Mais elle reconnait que le phénomène n'est pas uniquement féminin et qu'avec l'augmentation de l'espérance de vie des hommes, un nombre croissant d'époux âgés sont amenés à prendre en charge leur femme atteinte d'Alzheimer. Le Pr Gilles Berrut, chef du pôle de gérontologie clinique au CHU de Nantes, mentionne le cas d'un homme accompagnant régulièrement sa femme à sa consultation et qui "n'avait pas l'air très en forme". "Je lui ai donné un rendez-vous mais il est mort brutalement pendant le weekend".
Signaux d'alerte ignorés
La majorité des études font état d'une surmortalité cardiovasculaire significative chez les aidants qui peut atteindre 60%, selon une enquête américaine citée dans un rapport publié par la Haute Autorité de Santé (HAS). Plus souvent hypertendus que les non aidants, ils présenteraient également des troubles de la coagulation du sang qui sont des facteurs de risques connus pour les infarctus ou les AVC, relève le Pr Berrut.
Le lien est en revanche beaucoup moins évident avec les cancers. "Aucun argument scientifique ne permet de dire qu'un évènement difficile puisse faire apparaître un cancer", note le Dr Sarah Dauchy, chef du département des soins de support à l'Institut Gustave Roussy (Igr), un centre de lutte contre le cancer situé à Villejuif, en banlieue parisienne.
Elle remarque que les proches mettent généralement en cause le stress "alors qu'il s'agit avant tout d'un retard au dépistage". Obnubilés par leur tâche épuisante, les aidants n'écoutent pas les signaux d'alerte et ne vont plus voir régulièrement leur médecin. Le cancer est alors détecté à un stade plus avancé, ce qui diminue les chances de guérison, ajoute-t-elle.
Le Dr Dauchy, tout comme l'association française des aidants, militent pour une meilleure prise en charge médicale des aidants. "Il est important de sensibiliser les médecins traitants et les services d'aide à domicile pour qu'ils repèrent les personnes à risque", déclare Mme Leduc.

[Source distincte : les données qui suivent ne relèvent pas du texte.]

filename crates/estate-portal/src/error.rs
use std::fmt;

use crate::config::ConfigError;
use crate::http::TransportError;
use crate::socket::FeedError;
use crate::storage::{PreferenceError, ReadStateError};
use crate::telemetry::TelemetryError;

/// Failures that escape the hook boundary: setup, local storage and the live feed.
#[derive(Debug)]
pub enum PortalError {
    Config(ConfigError),
    Telemetry(TelemetryError),
    Io(std::io::Error),
    Transport(TransportError),
    ReadState(ReadStateError),
    Preferences(PreferenceError),
    Feed(FeedError),
    /// A hook resolved to `None`; its toast already told the user why.
    Unavailable(&'static str),
}

impl fmt::Display for PortalError {
    fn fmt(&self, f: &mut fmt::Formatter<'_>) -> fmt::Result {
        match self {
            PortalError::Config(err) => write!(f, "configuration error: {}", err),
            PortalError::Telemetry(err) => write!(f, "telemetry error: {}", err),
            PortalError::Io(err) => write!(f, "io error: {}", err),
            PortalError::Transport(err) => write!(f, "transport error: {}", err),
            PortalError::ReadState(err) => write!(f, "notification state error: {}", err),
            PortalError::Preferences(err) => write!(f, "preferences error: {}", err),
            PortalError::Feed(err) => write!(f, "notification feed error: {}", err),
            PortalError::Unavailable(what) => write!(f, "{} could not be loaded", what),
        }
    }
}

impl std::error::Error for PortalError {
    fn source(&self) -> Option<&(dyn std::error::Error + 'static)> {
        match self {
            PortalError::Config(err) => Some(err),
            PortalError::Telemetry(err) => Some(err),
            PortalError::Io(err) => Some(err),
            PortalError::Transport(err) => Some(err),
            PortalError::ReadState(err) => Some(err),
            PortalError::Preferences(err) => Some(err),
            PortalError::Feed(err) => Some(err),
            PortalError::Unavailable(_) => None,
        }
    }
}

impl From<ConfigError> for PortalError {
    fn from(value: ConfigError) -> Self {
        Self::Config(value)
    }
}

impl From<TelemetryError> for PortalError {
    fn from(value: TelemetryError) -> Self {
        Self::Telemetry(value)
    }
}

impl From<std::io::Error> for PortalError {
    fn from(value: std::io::Error) -> Self {
        Self::Io(value)
    }
}

impl From<TransportError> for PortalError {
    fn from(value: TransportError) -> Self {
        Self::Transport(value)
    }
}

impl From<ReadStateError> for PortalError {
    fn from(value: ReadStateError) -> Self {
        Self::ReadState(value)
    }
}

impl From<PreferenceError> for PortalError {
    fn from(value: PreferenceError) -> Self {
        Self::Preferences(value)
    }
}

impl From<FeedError> for PortalError {
    fn from(value: FeedError) -> Self {
        Self::Feed(value)
    }
}

#[cfg(test)]
mod tests {
    use super::*;
    use std::error::Error;

    #[test]
    fn wraps_sources_with_context() {
        let err = PortalError::from(TransportError::Timeout);
        assert_eq!(
            err.to_string(),
            "transport error: the server took too long to respond"
        );
        assert!(err.source().is_some());

        let missing = PortalError::Unavailable("estate");
        assert_eq!(missing.to_string(), "estate could not be loaded");
        assert!(missing.source().is_none());
    }
}
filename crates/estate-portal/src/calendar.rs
//! Month navigation and slot helpers behind the session booking calendar.

use std::collections::BTreeMap;
use std::fmt;

use chrono::{DateTime, Datelike, Duration, NaiveDate, NaiveTime, TimeZone, Utc, Weekday};
use serde::Serialize;

use crate::domain::Session;

/// A calendar month, the unit the booking view pages through.
#[derive(Debug, Clone, Copy, PartialEq, Eq, Hash, PartialOrd, Ord)]
pub struct CalendarMonth {
    year: i32,
    month: u32,
}

impl CalendarMonth {
    /// `None` when `month` is outside 1..=12.
    pub fn new(year: i32, month: u32) -> Option<Self> {
        (1..=12).contains(&month).then_some(Self { year, month })
    }

    pub fn containing(date: NaiveDate) -> Self {
        Self {
            year: date.year(),
            month: date.month(),
        }
    }

    pub fn year(self) -> i32 {
        self.year
    }

    pub fn month(self) -> u32 {
        self.month
    }

    pub fn next(self) -> Self {
        if self.month == 12 {
            Self {
                year: self.year + 1,
                month: 1,
            }
        } else {
            Self {
                year: self.year,
                month: self.month + 1,
            }
        }
    }

    pub fn previous(self) -> Self {
        if self.month == 1 {
            Self {
                year: self.year - 1,
                month: 12,
            }
        } else {
            Self {
                year: self.year,
                month: self.month - 1,
            }
        }
    }

    pub fn first_day(self) -> NaiveDate {
        NaiveDate::from_ymd_opt(self.year, self.month, 1).unwrap_or(NaiveDate::MIN)
    }

    pub fn last_day(self) -> NaiveDate {
        self.next()
            .first_day()
            .pred_opt()
            .unwrap_or_else(|| self.first_day())
    }

    pub fn days(self) -> impl Iterator<Item = NaiveDate> {
        let last = self.last_day();
        self.first_day()
            .iter_days()
            .take_while(move |day| *day <= last)
    }

    /// Half-open UTC range `[first day 00:00, first day of next month 00:00)`.
    pub fn range(self) -> SessionRange {
        SessionRange {
            from: midnight(self.first_day()),
            to: midnight(self.next().first_day()),
        }
    }

    /// Monday-first weeks covering the month; days of neighbouring months are `None`.
    pub fn weeks(self) -> Vec<[Option<NaiveDate>; 7]> {
        let mut weeks = Vec::new();
        let mut week = [None; 7];
        for day in self.days() {
            let column = day.weekday().num_days_from_monday() as usize;
            week[column] = Some(day);
            if day.weekday() == Weekday::Sun {
                weeks.push(week);
                week = [None; 7];
            }
        }
        if week.iter().any(Option::is_some) {
            weeks.push(week);
        }
        weeks
    }
}

impl fmt::Display for CalendarMonth {
    fn fmt(&self, f: &mut fmt::Formatter<'_>) -> fmt::Result {
        write!(f, "{:04}-{:02}", self.year, self.month)
    }
}

fn midnight(date: NaiveDate) -> DateTime<Utc> {
    Utc.from_utc_datetime(&date.and_time(NaiveTime::MIN))
}

/// Query parameters selecting sessions that start inside a window.
#[derive(Debug, Clone, Copy, PartialEq, Eq, Serialize)]
pub struct SessionRange {
    pub from: DateTime<Utc>,
    pub to: DateTime<Utc>,
}

impl SessionRange {
    pub fn contains(&self, instant: DateTime<Utc>) -> bool {
        self.from <= instant && instant < self.to
    }
}

/// Sessions bucketed by the UTC day they start on, each bucket ordered by start time.
pub fn group_by_day(sessions: &[Session]) -> BTreeMap<NaiveDate, Vec<&Session>> {
    let mut days: BTreeMap<NaiveDate, Vec<&Session>> = BTreeMap::new();
    for session in sessions {
        days.entry(session.starts_at.date_naive())
            .or_default()
            .push(session);
    }
    for bucket in days.values_mut() {
        bucket.sort_by_key(|session| session.starts_at);
    }
    days
}

/// A bookable interval on one day.
#[derive(Debug, Clone, Copy, PartialEq, Eq)]
pub struct Slot {
    pub starts_at: DateTime<Utc>,
    pub ends_at: DateTime<Utc>,
    pub taken: bool,
}

/// Working-hours grid used to pick a free slot for a new session.
#[derive(Debug, Clone, Copy, PartialEq, Eq)]
pub struct SlotGrid {
    pub opens: NaiveTime,
    pub closes: NaiveTime,
    pub slot: Duration,
}

impl Default for SlotGrid {
    fn default() -> Self {
        Self {
            opens: NaiveTime::from_hms_opt(9, 0, 0).unwrap_or(NaiveTime::MIN),
            closes: NaiveTime::from_hms_opt(18, 0, 0).unwrap_or(NaiveTime::MIN),
            slot: Duration::minutes(60),
        }
    }
}

impl SlotGrid {
    /// Slots of `day`, marked taken when any session overlaps them.
    pub fn slots(&self, day: NaiveDate, sessions: &[Session]) -> Vec<Slot> {
        if self.slot <= Duration::zero() {
            return Vec::new();
        }

        let close = Utc.from_utc_datetime(&day.and_time(self.closes));
        let mut start = Utc.from_utc_datetime(&day.and_time(self.opens));
        let mut slots = Vec::new();
        while start + self.slot <= close {
            let end = start + self.slot;
            let taken = sessions
                .iter()
                .any(|session| session.starts_at < end && start < session.ends_at);
            slots.push(Slot {
                starts_at: start,
                ends_at: end,
                taken,
            });
            start = end;
        }
        slots
    }
}
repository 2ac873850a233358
mod common;
use clap::{Args, Parser, Subcommand, ValueEnum};
use estate_portal::domain::RequestStatus;
use estate_portal::{telemetry, PortalConfig, PortalError};

use crate::commands;
use crate::infra::AppContext;

#[derive(Parser, Debug)]
#[command(
    name = "estate-portal",
    about = "Browse and manage the estate brokerage portal from the command line",
    version
)]
struct Cli {
    /// Bearer token for authenticated endpoints
    #[arg(long, global = true)]
    token: Option<String>,
    #[command(subcommand)]
    command: Command,
}

#[derive(Subcommand, Debug)]
enum Command {
    /// Property listings
    Estates {
        #[command(subcommand)]
        command: EstatesCommand,
    },
    /// Server notifications and their local read markers
    Notifications {
        #[command(subcommand)]
        command: NotificationsCommand,
    },
    /// Booking calendar
    Sessions {
        #[command(subcommand)]
        command: SessionsCommand,
    },
    /// Inbound estate requests
    Requests {
        #[command(subcommand)]
        command: RequestsCommand,
    },
    /// Persisted UI preferences
    Preferences {
        #[command(subcommand)]
        command: PreferencesCommand,
    },
}

#[derive(Subcommand, Debug)]
pub(crate) enum EstatesCommand {
    /// Show one page of listings
    List(EstateListArgs),
    /// Show a single listing
    Show { id: String },
    /// Walk the listing pages as an infinite list
    Browse(BrowseArgs),
}

#[derive(Args, Debug, Default)]
pub(crate) struct EstateListArgs {
    #[arg(long, default_value_t = 1)]
    pub(crate) page: u32,
    #[arg(long, default_value_t = 20)]
    pub(crate) limit: u32,
    /// Free-text search over title and address
    #[arg(long)]
    pub(crate) search: Option<String>,
    #[arg(long)]
    pub(crate) category: Option<String>,
    #[arg(long)]
    pub(crate) region: Option<String>,
}

#[derive(Args, Debug)]
pub(crate) struct BrowseArgs {
    /// Items per page
    #[arg(long, default_value_t = 20)]
    pub(crate) limit: u32,
    /// Stop after this many pages even if more exist
    #[arg(long, default_value_t = 5)]
    pub(crate) max_pages: usize,
}

#[derive(Subcommand, Debug)]
pub(crate) enum NotificationsCommand {
    /// List notifications with read markers
    List(BrowseArgs),
    /// Mark one notification read
    Read { id: String },
    /// Mark one notification unread
    Unread { id: String },
    /// Mark every loaded notification read
    ReadAll(BrowseArgs),
    /// Drop read markers older than the retention window
    Prune {
        #[arg(long, default_value_t = 30)]
        days: u32,
    },
    /// Forget every read marker
    Reset,
    /// Follow the live notification feed
    Watch,
}

#[derive(Subcommand, Debug)]
pub(crate) enum SessionsCommand {
    /// Sessions of one month grouped by day (defaults to the current month)
    Month {
        #[arg(long)]
        year: Option<i32>,
        #[arg(long, value_parser = crate::infra::parse_month)]
        month: Option<u32>,
    },
}

#[derive(Subcommand, Debug)]
pub(crate) enum RequestsCommand {
    /// List requests, optionally filtered by status
    List {
        #[arg(long, value_enum)]
        status: Option<StatusArg>,
        #[arg(long, default_value_t = 20)]
        limit: u32,
    },
}

#[derive(Subcommand, Debug)]
pub(crate) enum PreferencesCommand {
    /// Flip the collapsed state of the sidebar
    ToggleSidebar,
    /// Print the stored preferences
    Show,
}

#[derive(ValueEnum, Debug, Clone, Copy)]
pub(crate) enum StatusArg {
    Pending,
    Accepted,
    Rejected,
}

impl From<StatusArg> for RequestStatus {
    fn from(value: StatusArg) -> Self {
        match value {
            StatusArg::Pending => RequestStatus::Pending,
            StatusArg::Accepted => RequestStatus::Accepted,
            StatusArg::Rejected => RequestStatus::Rejected,
        }
    }
}

pub(crate) async fn run() -> Result<(), PortalError> {
    let cli = Cli::parse();
    let config = PortalConfig::load()?;
    telemetry::init(&config.telemetry)?;
    let context = AppContext::from_config(config, cli.token)?;

    match cli.command {
        Command::Estates { command } => commands::estates(&context, command).await,
        Command::Notifications { command } => commands::notifications(&context, command).await,
        Command::Sessions { command } => commands::sessions(&context, command).await,
        Command::Requests { command } => commands::requests(&context, command).await,
        Command::Preferences { command } => commands::preferences(&context, command),
    }
}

Son association a également mis en place 80 "cafés des aidants" à travers la France où les proches peuvent trouver de l'aide et du réconfort et parler de leur propre santé. "Il faut cheminer avec eux pour qu'ils se rendent compte que les normes qu'ils s'imposent les mettent en danger", renchérit le Dr Dauchy. Mais elle reconnaît que c'est très difficile, compte tenu des "sentiments d'impuissance, de désarroi et de culpabilité" qui les animent.
C'est ainsi que loin de soulager l'aidant, l'entrée en institution de son proche peut paradoxalement s'avérer problématique. Le Pr Berrut cite le cas d'un homme qui s'était occupé de sa femme atteinte d'Alzheimer pendant six ans avant d'accepter son placement. "Il a vécu son entrée en maison de retraite comme un échec et est mort avant elle", explique-t-il.
Selon la HAS, un aidant sur deux présenterait un risque de développer une dépression à la suite de l'entrée en institution de son proche.